I must have made a whimper of distaste, for all regarded me attentively.

“A most royally attenuated serpent,” I admitted. “Madame Sarah would adore it.”

Dr. Sauveur shook his grizzled head at me with some sympathy. “What eccentrics, these performers, eh?” He smiled unctuously at Godfrey, who regarded him with the cold, cobralike stare that a good barrister can produce in court.

The physician swallowed the last of his sherry in one greedy gulp and rose. “There is little more to say. I was asked to report and have done so. The man is dead by cobra venom. The cobra was not the source and it is also dead, by pistol shot.”

“Have you no speculations?” Irene asked incredulously.

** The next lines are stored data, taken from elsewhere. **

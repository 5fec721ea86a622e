//! Model contracts and the class label map.

use std::collections::BTreeMap;

use serde::Deserialize;

use crate::common::error::{PredictError, PredictResult};
use crate::features::domain::{FeatureSchema, SchemaVersion};

/// Placeholder label for class ids the label map does not know.
pub const UNKNOWN_CLASS: &str = "Unknown Class";

/// Anything that turns one aligned feature row into a class id.
pub trait Classifier {
    /// Number of columns the classifier expects in a row.
    fn feature_count(&self) -> usize;

    /// Predict the class id for a row of exactly `feature_count()` values.
    fn predict_class(&self, row: &[f64]) -> i64;
}

/// Read-only access to the artefacts a prediction needs.
pub trait ModelRepo {
    type Model: Classifier;

    /// Load the classifier and check it against `schema`.
    fn load_model(&self, schema: &FeatureSchema) -> PredictResult<Self::Model>;
    fn load_labels(&self, schema: SchemaVersion) -> PredictResult<ClassLabelMap>;
}

/// Class id to human readable label, tagged with the labelling scheme version.
#[derive(Clone, Debug, PartialEq, Eq)]
pub struct ClassLabelMap {
    version: String,
    labels: BTreeMap<i64, String>,
}

impl ClassLabelMap {
    pub fn new(version: impl Into<String>, labels: BTreeMap<i64, String>) -> Self {
        Self {
            version: version.into(),
            labels,
        }
    }

    /// Labels shipped with each schema generation.
    pub fn builtin(schema: SchemaVersion) -> Self {
        let names: [&str; 3] = match schema {
            SchemaVersion::V1 => ["Healthy", "Stressed", "Diseased"],
            SchemaVersion::V2 => ["Healthy", "Moderate", "Diseased"],
        };
        let labels = names
            .iter()
            .enumerate()
            .map(|(id, name)| (id as i64, name.to_string()))
            .collect();
        Self::new(format!("builtin-{schema}"), labels)
    }

    pub fn version(&self) -> &str {
        &self.version
    }

    pub fn get(&self, class_id: i64) -> Option<&str> {
        self.labels.get(&class_id).map(String::as_str)
    }

    /// Label for `class_id`, or [`UNKNOWN_CLASS`].
    pub fn label(&self, class_id: i64) -> &str {
        self.get(class_id).unwrap_or(UNKNOWN_CLASS)
    }

    pub fn len(&self) -> usize {
        self.labels.len()
    }

    pub fn is_empty(&self) -> bool {
        self.labels.is_empty()
    }
}

/// On-disk label file: `{"version": "...", "labels": {"0": "Healthy", ...}}`.
#[derive(Debug, Deserialize)]
#[serde(deny_unknown_fields)]
pub struct LabelFile {
    pub version: String,
    pub labels: BTreeMap<String, String>,
}

impl TryFrom<LabelFile> for ClassLabelMap {
    type Error = PredictError;

    fn try_from(file: LabelFile) -> PredictResult<Self> {
        let mut labels = BTreeMap::new();
        for (key, label) in file.labels {
            let id = key.trim().parse::<i64>().map_err(|_| {
                PredictError::unexpected(format!("label file key '{key}' is not an integer class id"))
            })?;
            if label.trim().is_empty() {
                return Err(PredictError::unexpected(format!(
                    "label file maps class {id} to an empty label"
                )));
            }
            labels.insert(id, label);
        }
        Ok(ClassLabelMap::new(file.version, labels))
    }
}

#[cfg(test)]
mod tests {
    use super::*;

    #[test]
    fn builtin_maps_differ_only_in_class_one() {
        let v1 = ClassLabelMap::builtin(SchemaVersion::V1);
        let v2 = ClassLabelMap::builtin(SchemaVersion::V2);
        assert_eq!(v1.label(0), "Healthy");
        assert_eq!(v1.label(1), "Stressed");
        assert_eq!(v2.label(1), "Moderate");
        assert_eq!(v1.label(2), v2.label(2));
        assert_eq!(v2.version(), "builtin-v2");
    }

    #[test]
    fn unknown_ids_degrade_to_placeholder() {
        let map = ClassLabelMap::builtin(SchemaVersion::V2);
        assert_eq!(map.label(7), UNKNOWN_CLASS);
        assert_eq!(map.label(-1), UNKNOWN_CLASS);
        assert_eq!(map.get(7), None);
    }

    #[test]
    fn label_file_converts() {
        let file: LabelFile = serde_json::from_str(
            r#"{"version": "2024-06", "labels": {"0": "Healthy", "1": "Stressed", "4": "Flooded"}}"#,
        )
        .unwrap();
        let map = ClassLabelMap::try_from(file).unwrap();
        assert_eq!(map.version(), "2024-06");
        assert_eq!(map.len(), 3);
        assert_eq!(map.label(4), "Flooded");
    }

    #[test]
    fn label_file_rejects_bad_keys_and_empty_labels() {
        let bad_key: LabelFile =
            serde_json::from_str(r#"{"version": "x", "labels": {"zero": "Healthy"}}"#).unwrap();
        assert!(ClassLabelMap::try_from(bad_key).is_err());

        let empty: LabelFile =
            serde_json::from_str(r#"{"version": "x", "labels": {"0": " "}}"#).unwrap();
        assert!(ClassLabelMap::try_from(empty).is_err());
    }
}
//! The predictor: derive, align, infer, label.

use std::time::Instant;

use tracing::{debug, warn};

use crate::common::error::{PredictError, PredictResult};
use crate::features::domain::{FeatureSchema, FeatureVector, SchemaVersion};
use crate::features::service as features;
use crate::model::domain::{ClassLabelMap, Classifier, ModelRepo, UNKNOWN_CLASS};

use super::domain::Prediction;

/// Owns one loaded model together with the schema and labels it was trained for.
pub struct Predictor<C> {
    model: C,
    schema: FeatureSchema,
    labels: ClassLabelMap,
}

impl<C: Classifier> Predictor<C> {
    /// Load the model and label map for `schema` from `repo`.
    pub fn load<R>(repo: &R, schema: SchemaVersion) -> PredictResult<Self>
    where
        R: ModelRepo<Model = C>,
    {
        let feature_schema = schema.schema();
        let model = repo.load_model(&feature_schema)?;
        let labels = repo.load_labels(schema)?;
        Self::new(model, feature_schema, labels)
    }

    pub fn new(model: C, schema: FeatureSchema, labels: ClassLabelMap) -> PredictResult<Self> {
        if model.feature_count() != schema.len() {
            return Err(PredictError::unexpected(format!(
                "classifier expects {} features, schema {} has {}",
                model.feature_count(),
                schema.version,
                schema.len()
            )));
        }
        Ok(Self {
            model,
            schema,
            labels,
        })
    }

    /// Predict one request. Unknown class ids still succeed with a placeholder label.
    pub fn predict(&self, mut request: FeatureVector) -> PredictResult<Prediction> {
        features::derive(&mut request, &self.schema)?;
        let row = features::align(&request, &self.schema)?;

        let start = Instant::now();
        let class_id = self.model.predict_class(&row);
        debug!(
            class_id,
            dur_us = start.elapsed().as_micros() as u64,
            "inference done"
        );

        let label = self.labels.label(class_id);
        if label == UNKNOWN_CLASS {
            warn!(
                class_id,
                labels = self.labels.version(),
                "class id has no label"
            );
        }

        Ok(Prediction {
            prediction: label.to_string(),
            class_id,
        })
    }
}
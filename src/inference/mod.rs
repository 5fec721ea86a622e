//! Inference: the predictor and the payloads it produces.

pub mod domain;
pub mod service;

pub use domain::{ErrorPayload, Prediction, PredictionResult};
pub use service::Predictor;
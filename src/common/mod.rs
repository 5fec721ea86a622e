//! Shared plumbing: configuration, errors and diagnostics.

pub mod config;
pub mod error;
pub mod log;

pub use error::{ErrorKind, PredictError, PredictResult};
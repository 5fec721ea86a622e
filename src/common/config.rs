//! Runtime configuration resolved from command-line options and the
//! executable's own location.
//!
//! The caller's working directory is never consulted: artefacts live next to
//! the binary. No environment variables are read.

use std::env;
use std::path::{Path, PathBuf};

use crate::common::error::{PredictError, PredictResult};
use crate::features::domain::SchemaVersion;

/// File name of the model artefact expected next to the executable.
pub const MODEL_FILE_NAME: &str = "crop_health_model.json";

/// Optional label file picked up next to the executable.
pub const LABELS_FILE_NAME: &str = "crop_health_labels.json";

/// Default `tracing` filter; the caller treats any stderr output as failure.
pub const DEFAULT_LOG_LEVEL: &str = "off";

/// Where the class label map comes from.
#[derive(Clone, Debug, Eq, PartialEq)]
pub enum LabelSource {
    /// Explicitly requested file; it must exist.
    File(PathBuf),
    /// Conventional file next to the executable; used only when present.
    Sidecar(PathBuf),
}

/// Snapshot of configuration values consumed by the predictor.
#[derive(Clone, Debug)]
pub struct AppCfg {
    pub model_path: PathBuf,
    pub labels: LabelSource,
    pub schema: SchemaVersion,
}

/// Optional overrides collected by the CLI layer.
#[derive(Clone, Debug, Default)]
pub struct Overrides {
    pub model_path: Option<PathBuf>,
    pub labels_path: Option<PathBuf>,
    pub schema: Option<SchemaVersion>,
}

impl AppCfg {
    /// Resolve the configuration relative to the running executable.
    pub fn load(overrides: Overrides) -> PredictResult<Self> {
        let dir = program_dir()?;
        Ok(Self::resolve(&dir, overrides))
    }

    /// Resolve the configuration relative to `program_dir`.
    pub fn resolve(program_dir: &Path, overrides: Overrides) -> Self {
        let model_path = overrides
            .model_path
            .unwrap_or_else(|| program_dir.join(MODEL_FILE_NAME));
        let labels = match overrides.labels_path {
            Some(path) => LabelSource::File(path),
            None => LabelSource::Sidecar(program_dir.join(LABELS_FILE_NAME)),
        };

        Self {
            model_path,
            labels,
            schema: overrides.schema.unwrap_or_default(),
        }
    }
}

/// Directory containing the current executable.
pub fn program_dir() -> PredictResult<PathBuf> {
    let exe = env::current_exe()
        .map_err(|err| PredictError::with_source("cannot locate the running executable", &err))?;
    exe.parent()
        .map(Path::to_path_buf)
        .ok_or_else(|| PredictError::unexpected("executable path has no parent directory"))
}
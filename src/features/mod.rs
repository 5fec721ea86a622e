//! Feature handling: the fixed schemas, derived features and row alignment.

pub mod domain;
pub mod service;

pub use domain::{DerivedFeatureRule, FeatureSchema, FeatureVector, RuleOp, SchemaVersion};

The doctor’s lip curled. “No, Madame. I am not paid to speculate, only to examine. However, a colleague of Inspector Dubugue’s, Inspector Le Villard, suggests that only one man may be able to unravel such a conundrum, a Mr. Sherlock Holmes of London. He is an English amateur who has written monographs on various matters. Le Villard is translating them to our language. Perhaps you have heard of this man?”

“No,” said Godfrey quickly, as quickly as Irene said “Yes.”

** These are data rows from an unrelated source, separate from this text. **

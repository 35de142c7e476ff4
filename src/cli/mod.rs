//! # Command Line Interface
//!
//! Subcommands over one reconciliation session: listing routes, checking the
//! inventory against the registry, and running protected cleanup passes. The
//! CLI only drives session transitions; classification and deletion logic
//! live in the services layer.

pub mod check;
pub mod cleanup;
pub mod output;

use std::sync::Arc;

use clap::{Parser, Subcommand};

use crate::config::AppConfig;
use crate::domain::SuffixTrimNamer;
use crate::kube::KubeClient;
use crate::observability::init_logging;
use crate::registry::LaconicClient;
use crate::services::{
    CleanupExecutor, CleanupTarget, ProtectionMatcher, ReconcileSession, RecordResolver,
};

#[derive(Parser)]
#[command(name = "routewarden")]
#[command(about = "Reconcile ingress routes against a record registry and clean up orphaned workloads")]
#[command(version = env!("CARGO_PKG_VERSION"))]
pub struct Cli {
    #[command(subcommand)]
    pub command: Commands,

    /// Enable verbose logging
    #[arg(short, long, global = true)]
    pub verbose: bool,

    /// Registry GraphQL endpoint override
    #[arg(long, global = true)]
    pub registry_url: Option<String>,

    /// Kubernetes API URL override
    #[arg(long, global = true)]
    pub kube_api_url: Option<String>,

    /// Per-route registry query timeout in seconds
    #[arg(long, global = true)]
    pub timeout: Option<u64>,
}

#[derive(Subcommand)]
pub enum Commands {
    /// List all ingress hosts in the cluster
    Routes {
        /// Output format (json, yaml, or table)
        #[arg(short, long, default_value = "table", value_parser = ["json", "yaml", "table"])]
        output: String,
    },

    /// Check every ingress host against the registry and classify it
    #[command(
        long_about = "Resolve the whole route inventory against the registry and print the classification report.\n\nQuery failures are reported per host and never classified as missing records.",
        after_help = "EXAMPLES:\n    # Full report\n    routewarden check\n\n    # Only routes with both records missing\n    routewarden check --show missing-both\n\n    # Machine-readable\n    routewarden check --output json"
    )]
    Check {
        /// Only show routes with this classification
        #[arg(long, value_enum)]
        show: Option<check::ShowFilter>,

        /// Output format (json, yaml, or table)
        #[arg(short, long, default_value = "table", value_parser = ["json", "yaml", "table"])]
        output: String,
    },

    /// Plan and execute deletion of workloads backing orphaned routes
    #[command(
        long_about = "Build a deletion plan for routes whose registry records are missing, show it (protected workloads included, marked), and execute it after confirmation.\n\nWARNING: executed deletions are irreversible. Protection patterns are re-checked immediately before every delete call.",
        after_help = "EXAMPLES:\n    # Show what would be deleted\n    routewarden cleanup --target missing-both --dry-run\n\n    # Delete after interactive confirmation\n    routewarden cleanup --target missing-both\n\n    # Non-interactive\n    routewarden cleanup --target missing-deployment-only --yes"
    )]
    Cleanup {
        /// Which classification to clean up
        #[arg(long, value_enum)]
        target: CleanupTarget,

        /// Show the plan without executing it
        #[arg(long)]
        dry_run: bool,

        /// Skip confirmation prompt
        #[arg(short, long)]
        yes: bool,

        /// Output format (json, yaml, or table)
        #[arg(short, long, default_value = "table", value_parser = ["json", "yaml", "table"])]
        output: String,
    },
}

/// Run CLI commands
pub async fn run_cli() -> anyhow::Result<()> {
    let cli = Cli::parse();

    let mut config = AppConfig::from_env()?;
    if let Some(url) = cli.registry_url {
        config.registry.endpoint = url;
    }
    if let Some(url) = cli.kube_api_url {
        config.kube.api_url = url;
    }
    if let Some(timeout) = cli.timeout {
        config.registry.query_timeout_seconds = timeout;
    }
    config.validate_all()?;

    init_logging(&config.observability, cli.verbose);

    let mut session = build_session(&config)?;

    match cli.command {
        Commands::Routes { output } => check::handle_routes(&mut session, &output).await?,
        Commands::Check { show, output } => {
            check::handle_check(&mut session, show, &output).await?
        }
        Commands::Cleanup { target, dry_run, yes, output } => {
            cleanup::handle_cleanup(&mut session, target, dry_run, yes, &output).await?
        }
    }

    Ok(())
}

/// Wire a session from configuration: Kubernetes adapter for inventory and
/// deletion, GraphQL client for registry queries.
fn build_session(config: &AppConfig) -> crate::errors::Result<ReconcileSession> {
    let namer = Arc::new(SuffixTrimNamer::new(config.cleanup.workload_suffix.clone()));
    let kube = Arc::new(KubeClient::new(config.kube.clone(), namer)?);
    let registry = Arc::new(LaconicClient::new(&config.registry)?);

    let resolver = RecordResolver::new(
        registry,
        config.registry.query_concurrency,
        config.registry.query_timeout(),
    );
    let executor = CleanupExecutor::new(kube.clone());
    let protection = ProtectionMatcher::new(&config.cleanup.protected_patterns)?;

    Ok(ReconcileSession::new(kube, resolver, executor, protection))
}
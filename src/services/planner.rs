//! Cleanup planning
//!
//! Turns a classification report and a target set into an ordered,
//! deduplicated deletion plan. Pure given its inputs: no network calls, and
//! identical inputs yield item-for-item identical plans. Protected candidates
//! stay in the plan, marked, so the operator sees what was excluded and why;
//! the executor never acts on them.

use crate::domain::{Classification, DeletionPlanItem};
use crate::services::classifier::ClassifiedRoute;
use crate::services::protection::ProtectionMatcher;
use serde::{Deserialize, Serialize};
use std::collections::{BTreeSet, HashSet};
use tracing::info;

/// The two supported cleanup modes.
#[derive(Debug, Clone, Copy, PartialEq, Eq, Serialize, Deserialize, clap::ValueEnum)]
#[serde(rename_all = "kebab-case")]
pub enum CleanupTarget {
    /// Routes where both the DNS record and the deployment record are missing
    MissingBoth,
    /// Routes where only the deployment record is missing
    MissingDeploymentOnly,
}

impl CleanupTarget {
    /// The classification set this mode selects.
    pub fn classifications(&self) -> BTreeSet<Classification> {
        match self {
            CleanupTarget::MissingBoth => BTreeSet::from([Classification::MissingBoth]),
            CleanupTarget::MissingDeploymentOnly => {
                BTreeSet::from([Classification::MissingDeploymentOnly])
            }
        }
    }
}

/// Produces deletion plans from classification reports.
pub struct CleanupPlanner;

impl CleanupPlanner {
    /// Build a plan for every route whose classification is in `targets`.
    ///
    /// `QueryFailed` and `Anomalous` are excluded unconditionally, whatever
    /// the caller requests: neither is ever a deletion trigger. Duplicate
    /// workload refs keep their first occurrence only.
    pub fn plan(
        report: &[ClassifiedRoute],
        targets: &BTreeSet<Classification>,
        matcher: &ProtectionMatcher,
    ) -> Vec<DeletionPlanItem> {
        let mut planned_workloads = HashSet::new();
        let mut items = Vec::new();

        for row in report {
            if !targets.contains(&row.classification) {
                continue;
            }
            if matches!(
                row.classification,
                Classification::QueryFailed | Classification::Anomalous
            ) {
                continue;
            }
            if !planned_workloads.insert(row.route.workload.clone()) {
                continue;
            }

            let (protected, rationale) = match matcher.matching_pattern(&row.route.workload.name) {
                Some(pattern) => (
                    true,
                    format!(
                        "host '{}' classified {}; protected by pattern '{}'",
                        row.route.host, row.classification, pattern
                    ),
                ),
                None => (
                    false,
                    format!("host '{}' classified {}", row.route.host, row.classification),
                ),
            };

            items.push(DeletionPlanItem {
                workload: row.route.workload.clone(),
                host: row.route.host.clone(),
                classification: row.classification,
                protected,
                rationale,
            });
        }

        let protected_count = items.iter().filter(|i| i.protected).count();
        info!(
            plan_items = items.len(),
            protected = protected_count,
            targets = ?targets,
            "Cleanup plan built"
        );

        items
    }
}

#[cfg(test)]
mod tests {
    use super::*;
    use crate::domain::{RecordStatus, Route, WorkloadRef};

    fn row(host: &str, workload: &str, classification: Classification) -> ClassifiedRoute {
        let status = match classification {
            Classification::Complete => RecordStatus::resolved(true, true),
            Classification::MissingDeploymentOnly => RecordStatus::resolved(true, false),
            Classification::MissingBoth => RecordStatus::resolved(false, false),
            Classification::Anomalous => RecordStatus::resolved(false, true),
            Classification::QueryFailed => {
                RecordStatus::QueryFailed(crate::errors::QueryErrorKind::Timeout)
            }
        };
        ClassifiedRoute {
            route: Route {
                host: host.to_string(),
                ingress_name: format!("{host}-ingress"),
                namespace: "apps".to_string(),
                workload: WorkloadRef::new("apps", workload),
            },
            status,
            classification,
        }
    }

    fn no_protection() -> ProtectionMatcher {
        ProtectionMatcher::new::<&str>(&[]).unwrap()
    }

    #[test]
    fn test_plans_only_target_classifications() {
        let report = vec![
            row("a.test", "a", Classification::Complete),
            row("b.test", "b", Classification::MissingBoth),
            row("c.test", "c", Classification::MissingDeploymentOnly),
        ];

        let plan = CleanupPlanner::plan(
            &report,
            &CleanupTarget::MissingBoth.classifications(),
            &no_protection(),
        );
        assert_eq!(plan.len(), 1);
        assert_eq!(plan[0].workload.name, "b");
        assert!(!plan[0].protected);
    }

    #[test]
    fn test_query_failed_and_anomalous_never_planned() {
        let report = vec![
            row("x.test", "x", Classification::QueryFailed),
            row("y.test", "y", Classification::Anomalous),
        ];
        // Even when a caller explicitly asks for them.
        let targets =
            BTreeSet::from([Classification::QueryFailed, Classification::Anomalous]);

        let plan = CleanupPlanner::plan(&report, &targets, &no_protection());
        assert!(plan.is_empty());
    }

    #[test]
    fn test_protected_items_stay_in_plan_marked() {
        let report = vec![row(
            "api.pwa.cluster1",
            "webapp-deployer-api.pwa.cluster1",
            Classification::MissingBoth,
        )];
        let matcher = ProtectionMatcher::new(&["webapp-deployer-api.pwa.*"]).unwrap();

        let plan =
            CleanupPlanner::plan(&report, &CleanupTarget::MissingBoth.classifications(), &matcher);
        assert_eq!(plan.len(), 1);
        assert!(plan[0].protected);
        assert!(plan[0].rationale.contains("webapp-deployer-api.pwa.*"));
    }

    #[test]
    fn test_duplicate_workloads_planned_once() {
        let report = vec![
            row("a.test", "shared", Classification::MissingBoth),
            row("b.test", "shared", Classification::MissingBoth),
        ];

        let plan = CleanupPlanner::plan(
            &report,
            &CleanupTarget::MissingBoth.classifications(),
            &no_protection(),
        );
        assert_eq!(plan.len(), 1);
        assert_eq!(plan[0].host, "a.test");
    }

    #[test]
    fn test_planning_is_idempotent() {
        let report = vec![
            row("a.test", "a", Classification::MissingBoth),
            row("b.test", "webapp-deployer-ui.pwa.x", Classification::MissingBoth),
        ];
        let matcher = ProtectionMatcher::new(&["webapp-deployer-ui.pwa.*"]).unwrap();
        let targets = CleanupTarget::MissingBoth.classifications();

        let first = CleanupPlanner::plan(&report, &targets, &matcher);
        let second = CleanupPlanner::plan(&report, &targets, &matcher);
        assert_eq!(first, second);
    }

    #[test]
    fn test_target_classification_sets() {
        assert_eq!(
            CleanupTarget::MissingBoth.classifications(),
            BTreeSet::from([Classification::MissingBoth])
        );
        assert_eq!(
            CleanupTarget::MissingDeploymentOnly.classifications(),
            BTreeSet::from([Classification::MissingDeploymentOnly])
        );
    }
}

It was left for me to tread the thin line between truth and self-interest.

“Perhaps,” I said airily. “Theatrical people can be so eccentric.”

Dr. Sauveur frowned, as if unsure how to take my meaning. Indeed, I was uncertain of that myself. Then he picked up his top hat and bowed sketchily before leaving the room. Sophie waited in the hall to let him out.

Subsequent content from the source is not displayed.